I'm intersted to hear what movie you think has the best quotes, or has the most great quotes that withstand or will withstand the ages.

Mine is my all time favorite movie: Casablanca

Ugarte: You know, Rick, I have many a friend in Casablanca, but somehow, just because you despise me, you are the only one I trust.

Captain Renault: Carl, see that Major Strasser gets a good table, one close to the ladies. 
Carl: I have already given him the best, knowing he is German and would take it anyway.

Ugarte: You despise me, don't you? 
Rick: If I gave you any thought I probably would.

Rick: You know what I want to hear. 
Sam: [lying] No, I don't. 
Rick: You played it for her, you can play it for me! 
Sam: [lying] Well, I don't think I can remember... 
Rick: If she can stand it, I can! Play it!

(the infamous and most misquoted "Play it again Sam" quote)

Rick: Here's looking at you, kid.

Rick: How can you close me up? On what grounds? 
Captain Renault: I'm shocked, shocked to find that gambling is going on in here! 
[A croupier hands Renault a pile of money] 
Croupier: Your winnings, sir. 
Captain Renault: [sotto voce] Oh, thank you very much. 
[aloud] 
Captain Renault: Everybody out at once!

Rick: Of all the gin joints in all the towns in all the world, she walks into mine.

Ilsa: Kiss me. Kiss me as if it were the last time.

And, of course. . .

Captain Renault: Realizing the importance of the case, my men are rounding up twice the usual number of suspects

Sorry for so many quotes, I just love this movie


----------



## Cyclone (Jul 1, 2002)

Star Wars: Here goes nothing

Star Wars: I've got a bad feeling about this.


----------



## leestoo (Mar 23, 2002)

Shawkshank Redemption: Get busy living or get busy dying


----------



## dfergie (Feb 28, 2003)

Terminator 2: I'll be back
Terminator 3: She'll be back


----------



## Steve Mehs (Mar 21, 2002)

There are many memorable movie and TV quotes I remember, but here's my top 5, in no particular order.
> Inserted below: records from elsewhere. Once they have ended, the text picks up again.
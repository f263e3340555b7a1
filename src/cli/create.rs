//! Create command resource definitions and arguments

use clap::{Parser, Subcommand};

use super::common::OutputFormat;

/// Resource types for the 'create' command
#[derive(Subcommand, Debug)]
pub enum CreateResource {
    /// Register a public key credential
    #[command(visible_alias = "publickey", visible_alias = "pk")]
    PublicKey(CreatePublicKeyArgs),
}

/// Arguments for 'create public-key' subcommand
#[derive(Parser, Debug)]
pub struct CreatePublicKeyArgs {
    /// PEM-encoded public key (use @FILE to read it from a file)
    #[arg(long = "public-key", allow_hyphen_values = true)]
    pub public_key: String,

    /// Human-readable name for the key
    #[arg(long)]
    pub friendly_name: Option<String>,

    /// Subaccount the key is created for
    #[arg(long = "target-account")]
    pub target_account: Option<String>,

    /// Output format
    #[arg(short = 'o', long, value_enum, default_value_t = OutputFormat::Table)]
    pub output: OutputFormat,
}
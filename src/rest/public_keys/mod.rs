//! Public key credentials

mod api;
mod commands;
mod models;
mod options;

pub use commands::{
    run_create_public_key_command, run_delete_public_key_command, run_public_key_command,
    run_update_public_key_command,
};
pub use models::PublicKey;
pub use options::{
    CreatePublicKeyOptions, DeletePublicKeyOptions, FetchPublicKeyOptions, ReadPublicKeyOptions,
    UpdatePublicKeyOptions,
};
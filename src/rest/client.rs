//! REST client: host resolution plus the generic operations every resource
//! is built from
//!
//! Each operation exists in an async flavor (`T: Transport`) and a blocking
//! flavor (`T: BlockingTransport`, `_blocking` suffix). Both build the same
//! request and share the same decoding, so they behave identically apart
//! from where they wait.

use log::debug;

use crate::error::{Result, TwilioError};
use crate::rest::options::PageOptions;
use crate::rest::page::{Page, PageLink};
use crate::rest::request::{Domain, HttpMethod, Request, Target};
use crate::rest::resource_set::{BlockingResourceSet, ResourceSet};
use crate::rest::response::{ensure_success, Response, RestException};
use crate::rest::traits::Resource;
use crate::rest::transport::{
    BlockingHttpTransport, BlockingTransport, Credentials, HttpTransport, Transport,
};

/// REST API client
pub struct TwilioClient<T> {
    transport: T,
    /// Account used when a path does not name one explicitly
    account_sid: String,
    region: Option<String>,
    edge: Option<String>,
    /// Custom base URL override (mock servers, proxies)
    base_url_override: Option<String>,
}

impl TwilioClient<HttpTransport> {
    /// Create an async client authenticated as `account_sid`
    pub fn new(account_sid: impl Into<String>, auth_token: impl Into<String>) -> Self {
        let account_sid = account_sid.into();
        let transport = HttpTransport::new(Credentials::new(account_sid.clone(), auth_token));
        Self::with_transport(transport, account_sid)
    }
}

impl TwilioClient<BlockingHttpTransport> {
    /// Create a blocking client authenticated as `account_sid`
    pub fn new_blocking(account_sid: impl Into<String>, auth_token: impl Into<String>) -> Self {
        let account_sid = account_sid.into();
        let transport =
            BlockingHttpTransport::new(Credentials::new(account_sid.clone(), auth_token));
        Self::with_transport(transport, account_sid)
    }
}

impl<T> TwilioClient<T> {
    /// Create a client over any transport
    pub fn with_transport(transport: T, account_sid: impl Into<String>) -> Self {
        Self {
            transport,
            account_sid: account_sid.into(),
            region: None,
            edge: None,
            base_url_override: None,
        }
    }

    pub fn with_region(mut self, region: Option<String>) -> Self {
        self.region = region;
        self
    }

    pub fn with_edge(mut self, edge: Option<String>) -> Self {
        self.edge = edge;
        self
    }

    /// Send every domain request to `base_url` instead of the resolved host
    pub fn with_base_url(mut self, base_url: impl Into<String>) -> Self {
        self.base_url_override = Some(base_url.into());
        self
    }

    /// The ambient account SID
    pub fn account_sid(&self) -> &str {
        &self.account_sid
    }

    pub fn region(&self) -> Option<&str> {
        self.region.as_deref()
    }

    pub fn edge(&self) -> Option<&str> {
        self.edge.as_deref()
    }

    pub fn transport(&self) -> &T {
        &self.transport
    }

    /// Build the base URL for a domain
    pub fn base_url(&self, domain: Domain) -> String {
        if let Some(ref url) = self.base_url_override {
            return url.clone();
        }
        domain.base_url(self.region.as_deref(), self.edge.as_deref())
    }

    /// Full URL a request will be sent to
    pub fn resolve_url(&self, request: &Request) -> String {
        match &request.target {
            Target::Path { domain, .. } => request.url(&self.base_url(*domain)),
            Target::Url(_) => request.url(""),
        }
    }

    /// GET request for a page link of resource `R`
    pub(crate) fn page_link_request<R: Resource>(&self, link: &PageLink) -> Request {
        Request::from_url(HttpMethod::Get, link.resolve(&self.base_url(R::DOMAIN)))
    }
}

fn decode_page<R: Resource>(response: Response) -> Result<Page<R>> {
    ensure_success(&response, "read records")?;
    Page::from_json(R::RECORDS_KEY, &response.body)
}

fn decode_record<R: Resource>(response: Response, action: &str) -> Result<R> {
    ensure_success(&response, action)?;
    serde_json::from_str(&response.body)
        .map_err(|e| TwilioError::Json(format!("Failed to parse {}: {}", R::NAME, e)))
}

fn decode_delete(response: Response) -> Result<bool> {
    if response.is_success() {
        return Ok(response.status == 204);
    }
    match RestException::from_json(&response.body) {
        Some(exception) => Err(TwilioError::Api {
            code: exception.code,
            status: response.status,
            message: exception
                .message
                .unwrap_or_else(|| format!("Unable to delete record, {}", response.status)),
            more_info: exception.more_info,
        }),
        None => Ok(false),
    }
}

impl<T: Transport> TwilioClient<T> {
    /// Send a request and return the raw response
    pub async fn request(&self, request: &Request) -> Result<Response> {
        let url = self.resolve_url(request);
        self.transport.send(request, &url).await
    }

    /// Fetch and decode one page
    pub async fn page<R: Resource>(&self, request: &Request) -> Result<Page<R>> {
        decode_page(self.request(request).await?)
    }

    /// Execute an initial list request and wrap the first page
    pub async fn read<R: Resource>(
        &self,
        request: Request,
        options: PageOptions,
    ) -> Result<ResourceSet<'_, R, T>> {
        debug!("Reading {} records", R::NAME);
        let page = self.page::<R>(&request).await?;
        Ok(ResourceSet::new(self, page, options))
    }

    /// Fetch the page after `page`
    ///
    /// Returns `Ok(None)` without any network call on the terminal page.
    pub async fn next_page<R: Resource>(&self, page: &Page<R>) -> Result<Option<Page<R>>> {
        let Some(link) = page.next_page() else {
            debug!("No next page for {} records", R::NAME);
            return Ok(None);
        };
        let request = self.page_link_request::<R>(link);
        self.page(&request).await.map(Some)
    }

    /// Fetch the page before `page`
    pub async fn previous_page<R: Resource>(&self, page: &Page<R>) -> Result<Option<Page<R>>> {
        let Some(link) = page.previous_page() else {
            return Ok(None);
        };
        let request = self.page_link_request::<R>(link);
        self.page(&request).await.map(Some)
    }

    pub async fn fetch<R: Resource>(&self, request: &Request) -> Result<R> {
        decode_record(self.request(request).await?, "fetch record")
    }

    pub async fn create<R: Resource>(&self, request: &Request) -> Result<R> {
        decode_record(self.request(request).await?, "create record")
    }

    pub async fn update<R: Resource>(&self, request: &Request) -> Result<R> {
        decode_record(self.request(request).await?, "update record")
    }

    /// `true` when the server answered 204 No Content
    pub async fn delete(&self, request: &Request) -> Result<bool> {
        decode_delete(self.request(request).await?)
    }
}

impl<T: BlockingTransport> TwilioClient<T> {
    pub fn request_blocking(&self, request: &Request) -> Result<Response> {
        let url = self.resolve_url(request);
        self.transport.send_blocking(request, &url)
    }

    pub fn page_blocking<R: Resource>(&self, request: &Request) -> Result<Page<R>> {
        decode_page(self.request_blocking(request)?)
    }

    pub fn read_blocking<R: Resource>(
        &self,
        request: Request,
        options: PageOptions,
    ) -> Result<BlockingResourceSet<'_, R, T>> {
        debug!("Reading {} records (blocking)", R::NAME);
        let page = self.page_blocking::<R>(&request)?;
        Ok(BlockingResourceSet::new(self, page, options))
    }

    pub fn next_page_blocking<R: Resource>(&self, page: &Page<R>) -> Result<Option<Page<R>>> {
        let Some(link) = page.next_page() else {
            debug!("No next page for {} records", R::NAME);
            return Ok(None);
        };
        let request = self.page_link_request::<R>(link);
        self.page_blocking(&request).map(Some)
    }

    pub fn previous_page_blocking<R: Resource>(
        &self,
        page: &Page<R>,
    ) -> Result<Option<Page<R>>> {
        let Some(link) = page.previous_page() else {
            return Ok(None);
        };
        let request = self.page_link_request::<R>(link);
        self.page_blocking(&request).map(Some)
    }

    pub fn fetch_blocking<R: Resource>(&self, request: &Request) -> Result<R> {
        decode_record(self.request_blocking(request)?, "fetch record")
    }

    pub fn create_blocking<R: Resource>(&self, request: &Request) -> Result<R> {
        decode_record(self.request_blocking(request)?, "create record")
    }

    pub fn update_blocking<R: Resource>(&self, request: &Request) -> Result<R> {
        decode_record(self.request_blocking(request)?, "update record")
    }

    pub fn delete_blocking(&self, request: &Request) -> Result<bool> {
        decode_delete(self.request_blocking(request)?)
    }
}

#[cfg(test)]
impl<T> TwilioClient<T> {
    /// Create a test client pointed at a mock base URL
    pub fn test_client(transport: T, base_url: &str) -> Self {
        Self::with_transport(transport, "ACtest").with_base_url(base_url)
    }
}
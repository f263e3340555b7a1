//! CLI argument parsing

mod common;
mod create;
mod delete;
mod get;
mod update;

use clap::{Parser, Subcommand};

use crate::config::{credentials, defaults};

pub use common::{parse_date_arg, OutputFormat};
pub use create::{CreatePublicKeyArgs, CreateResource};
pub use delete::{DeletePublicKeyArgs, DeleteRecordingArgs, DeleteResource};
pub use get::{DependentPhoneNumberArgs, GetResource, PagingArgs, PublicKeyArgs, RecordingArgs};
pub use update::{UpdatePublicKeyArgs, UpdateResource};

/// Twilio REST command line client
#[derive(Parser, Debug)]
#[command(name = "twctl")]
#[command(version)]
#[command(about = "Explore and manage Twilio REST resources", long_about = None)]
pub struct Cli {
    #[command(subcommand)]
    pub command: Command,

    /// Account SID (overrides env vars and credentials file)
    #[arg(long, global = true)]
    pub account_sid: Option<String>,

    /// Auth token (overrides env vars and credentials file)
    #[arg(long, global = true)]
    pub auth_token: Option<String>,

    /// Profile in ~/.twilio/credentials.json
    #[arg(long, global = true)]
    pub profile: Option<String>,

    /// API region (e.g. us1, ie1, au1)
    #[arg(long, global = true, env = credentials::REGION_ENV)]
    pub region: Option<String>,

    /// Edge location (e.g. ashburn, dublin, sydney)
    #[arg(long, global = true, env = credentials::EDGE_ENV)]
    pub edge: Option<String>,

    /// Send every request to this base URL instead of the resolved host
    #[arg(long, global = true, hide = true)]
    pub base_url: Option<String>,

    /// Log level (error, warn, info, debug, trace)
    #[arg(short, long, global = true, default_value = defaults::LOG_LEVEL)]
    pub log_level: String,

    /// Batch mode: no spinners, no interactive prompts
    #[arg(long, global = true, default_value_t = false)]
    pub batch: bool,

    /// Omit table/CSV headers
    #[arg(long, global = true, default_value_t = false)]
    pub no_header: bool,
}

/// Top-level commands
#[derive(Subcommand, Debug)]
pub enum Command {
    /// List or show resources
    Get {
        #[command(subcommand)]
        resource: GetResource,
    },

    /// Create resources
    Create {
        #[command(subcommand)]
        resource: CreateResource,
    },

    /// Update resources
    Update {
        #[command(subcommand)]
        resource: UpdateResource,
    },

    /// Delete resources
    Delete {
        #[command(subcommand)]
        resource: DeleteResource,
    },
}
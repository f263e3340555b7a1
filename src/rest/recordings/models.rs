//! Recording data models

use chrono::{DateTime, Utc};
use serde::Deserialize;

use crate::rest::request::Domain;
use crate::rest::serialize::deserialize_optional_date;
use crate::rest::traits::Resource;

/// Call recording from the REST API
#[derive(Deserialize, Debug, Clone, PartialEq)]
pub struct Recording {
    pub sid: String,
    pub account_sid: Option<String>,
    pub api_version: Option<String>,
    pub call_sid: Option<String>,
    pub conference_sid: Option<String>,
    #[serde(default, deserialize_with = "deserialize_optional_date")]
    pub date_created: Option<DateTime<Utc>>,
    #[serde(default, deserialize_with = "deserialize_optional_date")]
    pub date_updated: Option<DateTime<Utc>>,
    #[serde(default, deserialize_with = "deserialize_optional_date")]
    pub start_time: Option<DateTime<Utc>>,
    /// Length in seconds, as reported by the API (a string)
    pub duration: Option<String>,
    pub price: Option<String>,
    pub price_unit: Option<String>,
    pub status: Option<String>,
    pub channels: Option<u32>,
    pub source: Option<String>,
    pub error_code: Option<i64>,
    pub uri: Option<String>,
}

impl Resource for Recording {
    const NAME: &'static str = "recording";
    const RECORDS_KEY: &'static str = "recordings";
    const DOMAIN: Domain = Domain::Api;

    fn sid(&self) -> &str {
        &self.sid
    }

    fn matches_filter(&self, filter: &str) -> bool {
        self.sid.contains(filter)
            || self.call_sid.as_deref().is_some_and(|c| c.contains(filter))
            || self.status.as_deref().is_some_and(|s| s.contains(filter))
    }
}

impl Recording {
    pub fn status(&self) -> &str {
        self.status.as_deref().unwrap_or("")
    }

    pub fn call_sid(&self) -> &str {
        self.call_sid.as_deref().unwrap_or("")
    }

    /// Duration in whole seconds; `None` while the recording is in progress
    pub fn duration_secs(&self) -> Option<u64> {
        self.duration.as_deref().and_then(|d| d.parse().ok())
    }
}

#[cfg(test)]
mod tests {
    use super::*;

    fn recording_json() -> serde_json::Value {
        serde_json::json!({
            "account_sid": "ACaaaaaaaaaaaaaaaaaaaaaaaaaaaaaaaa",
            "api_version": "2010-04-01",
            "call_sid": "CAaaaaaaaaaaaaaaaaaaaaaaaaaaaaaaaa",
            "conference_sid": null,
            "date_created": "Fri, 14 Oct 2016 21:56:34 +0000",
            "date_updated": "Fri, 14 Oct 2016 21:56:38 +0000",
            "start_time": "Fri, 14 Oct 2016 21:56:34 +0000",
            "duration": "4",
            "sid": "REaaaaaaaaaaaaaaaaaaaaaaaaaaaaaaaa",
            "price": "-0.0025",
            "price_unit": "USD",
            "status": "completed",
            "channels": 1,
            "source": "Trunking",
            "error_code": null,
            "uri": "/2010-04-01/Accounts/ACaaaaaaaaaaaaaaaaaaaaaaaaaaaaaaaa/Recordings/REaaaaaaaaaaaaaaaaaaaaaaaaaaaaaaaa.json"
        })
    }

    #[test]
    fn test_recording_deserialization() {
        let recording: Recording = serde_json::from_value(recording_json()).unwrap();
        assert_eq!(recording.sid(), "REaaaaaaaaaaaaaaaaaaaaaaaaaaaaaaaa");
        assert_eq!(recording.status(), "completed");
        assert_eq!(recording.duration_secs(), Some(4));
        assert_eq!(recording.channels, Some(1));
        assert!(recording.conference_sid.is_none());
        assert_eq!(
            recording.date_created.unwrap().to_rfc3339(),
            "2016-10-14T21:56:34+00:00"
        );
    }

    #[test]
    fn test_recording_minimal() {
        let recording: Recording =
            serde_json::from_value(serde_json::json!({ "sid": "RE1" })).unwrap();
        assert!(recording.date_created.is_none());
        assert_eq!(recording.call_sid(), "");
        assert_eq!(recording.duration_secs(), None);
    }

    #[test]
    fn test_recording_filter() {
        let recording: Recording = serde_json::from_value(recording_json()).unwrap();
        assert!(recording.matches_filter("CAaaa"));
        assert!(recording.matches_filter("completed"));
        assert!(!recording.matches_filter("absent"));
    }
}
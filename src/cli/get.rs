//! Get command resource definitions and arguments

use chrono::NaiveDateTime;
use clap::{Args, Parser, Subcommand};

use super::common::{parse_date_arg, OutputFormat};

/// Resource types for the 'get' command
#[derive(Subcommand, Debug)]
pub enum GetResource {
    /// Get call recordings
    #[command(visible_alias = "recordings", visible_alias = "rec")]
    Recording(RecordingArgs),

    /// Get public key credentials
    #[command(
        visible_alias = "public-keys",
        visible_alias = "publickey",
        visible_alias = "pk"
    )]
    PublicKey(PublicKeyArgs),

    /// Get phone numbers that depend on an address
    #[command(
        visible_alias = "dependent-phone-numbers",
        visible_alias = "dpn"
    )]
    DependentPhoneNumber(DependentPhoneNumberArgs),
}

/// Arguments for 'get recording' subcommand
#[derive(Parser, Debug)]
pub struct RecordingArgs {
    /// Recording SID (if specified, shows details for that recording)
    pub sid: Option<String>,

    /// Account owning the recordings (defaults to the authenticated account)
    #[arg(long = "account")]
    pub account: Option<String>,

    /// Only recordings of this call
    #[arg(long)]
    pub call_sid: Option<String>,

    /// Only recordings created on this date (overrides before/after)
    #[arg(long, value_parser = parse_date_arg)]
    pub date_created: Option<NaiveDateTime>,

    /// Only recordings created before this date
    #[arg(long, value_parser = parse_date_arg)]
    pub date_created_before: Option<NaiveDateTime>,

    /// Only recordings created after this date
    #[arg(long, value_parser = parse_date_arg)]
    pub date_created_after: Option<NaiveDateTime>,

    #[command(flatten)]
    pub paging: PagingArgs,

    /// Filter by SID, call SID or status (substring match)
    #[arg(short, long)]
    pub filter: Option<String>,

    /// Output format
    #[arg(short = 'o', long, value_enum, default_value_t = OutputFormat::Table)]
    pub output: OutputFormat,
}

/// Arguments for 'get public-key' subcommand
#[derive(Parser, Debug)]
pub struct PublicKeyArgs {
    /// Credential SID (if specified, shows details for that key)
    pub sid: Option<String>,

    #[command(flatten)]
    pub paging: PagingArgs,

    /// Filter by SID or friendly name (substring match)
    #[arg(short, long)]
    pub filter: Option<String>,

    /// Output format
    #[arg(short = 'o', long, value_enum, default_value_t = OutputFormat::Table)]
    pub output: OutputFormat,
}

/// Arguments for 'get dependent-phone-number' subcommand
#[derive(Parser, Debug)]
pub struct DependentPhoneNumberArgs {
    /// Address SID the phone numbers depend on
    #[arg(long = "address")]
    pub address: String,

    /// Account owning the address (defaults to the authenticated account)
    #[arg(long = "account")]
    pub account: Option<String>,

    #[command(flatten)]
    pub paging: PagingArgs,

    /// Filter by SID, phone number or friendly name (substring match)
    #[arg(short, long)]
    pub filter: Option<String>,

    /// Output format
    #[arg(short = 'o', long, value_enum, default_value_t = OutputFormat::Table)]
    pub output: OutputFormat,
}

/// Paging controls shared by list commands
#[derive(Args, Debug, Clone, Copy, Default)]
pub struct PagingArgs {
    /// Records per page requested from the API
    #[arg(long)]
    pub page_size: Option<u32>,

    /// Maximum number of records to list
    #[arg(long)]
    pub limit: Option<u64>,

    /// Only list the first page
    #[arg(long, default_value_t = false)]
    pub first_page_only: bool,
}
"Damn, what a rush" Broken Arrow

"You just activated a nuclear warhead, my friend" Broken Arrow 

"Where as once I was blind now I can see" The Game 

"A good conspiracy is one that can’t be proven" Conspiracy Theory

"I do wish we could chat longer, but I'm having an old friend for dinner" Silence of the Lambs


----------



## HappyGoLucky (Jan 11, 2004)

"Steel Magnolias" had some wonderful lines:

Ouiser Boudreaux: I do not see plays, because I can nap at home for free. And I don't see movies 'cause they're trash, and they got nothin' but naked people in 'em! And I don't read books, 'cause if they're any good, they're gonna make 'em into a miniseries.

Clairee Belcher: All gay men have track lightin'. And all gay men are named Mark, Rick, or Steve.

Clairee Belcher: Well, you know what they say: if you don't have anything nice to say about anybody, come sit by me! 

Truvy: Oh, Sammy's so confused he don't know whether to scratch his watch or wind his butt.

Ouiser Boudreaux: I'm not crazy, I've just been a very bad mood for the last 40 years!

Clairee Belcher: The only thing that separates us from the animals is our ability to accessorize.

Ouiser Boudreaux: I'm pleasant. Damn it! I saw Drum Eatenton at the Piggly Wiggly this morning, and I smiled at the son of a ***** 'fore I could help myself.

Clairee Belcher: Ouiser could never stay mad at me; she worships the quicksand I walk on.


----------



## HappyGoLucky (Jan 11, 2004)

From "Aliens" -- Ripley: Get away from her, you *****!

From "Bewitched Bunny" -- Bugs Bunny: Aren't you ashamed of yourself, roastin' children!
Witch Hazel: Call it a weakness.

From "Female Trouble" -- Dawn Davenport: I've DONE everything a mother can do: I've locked her in her room, I've beat her with the car aerial. Nothing changes her. It's HARD being a loving mother!

From "Ferris Bueller's Day Off" -- Grace: Oh, he's very popular Ed. The sportos, the motorheads, geeks, sluts, bloods, waistoids, dweebies, dickheads - they all adore him. They think he's a righteous dude. 

From "The Full Monty" -- Dave: Anti-wrinkle cream there may be, but anti-fat-******* cream there is not.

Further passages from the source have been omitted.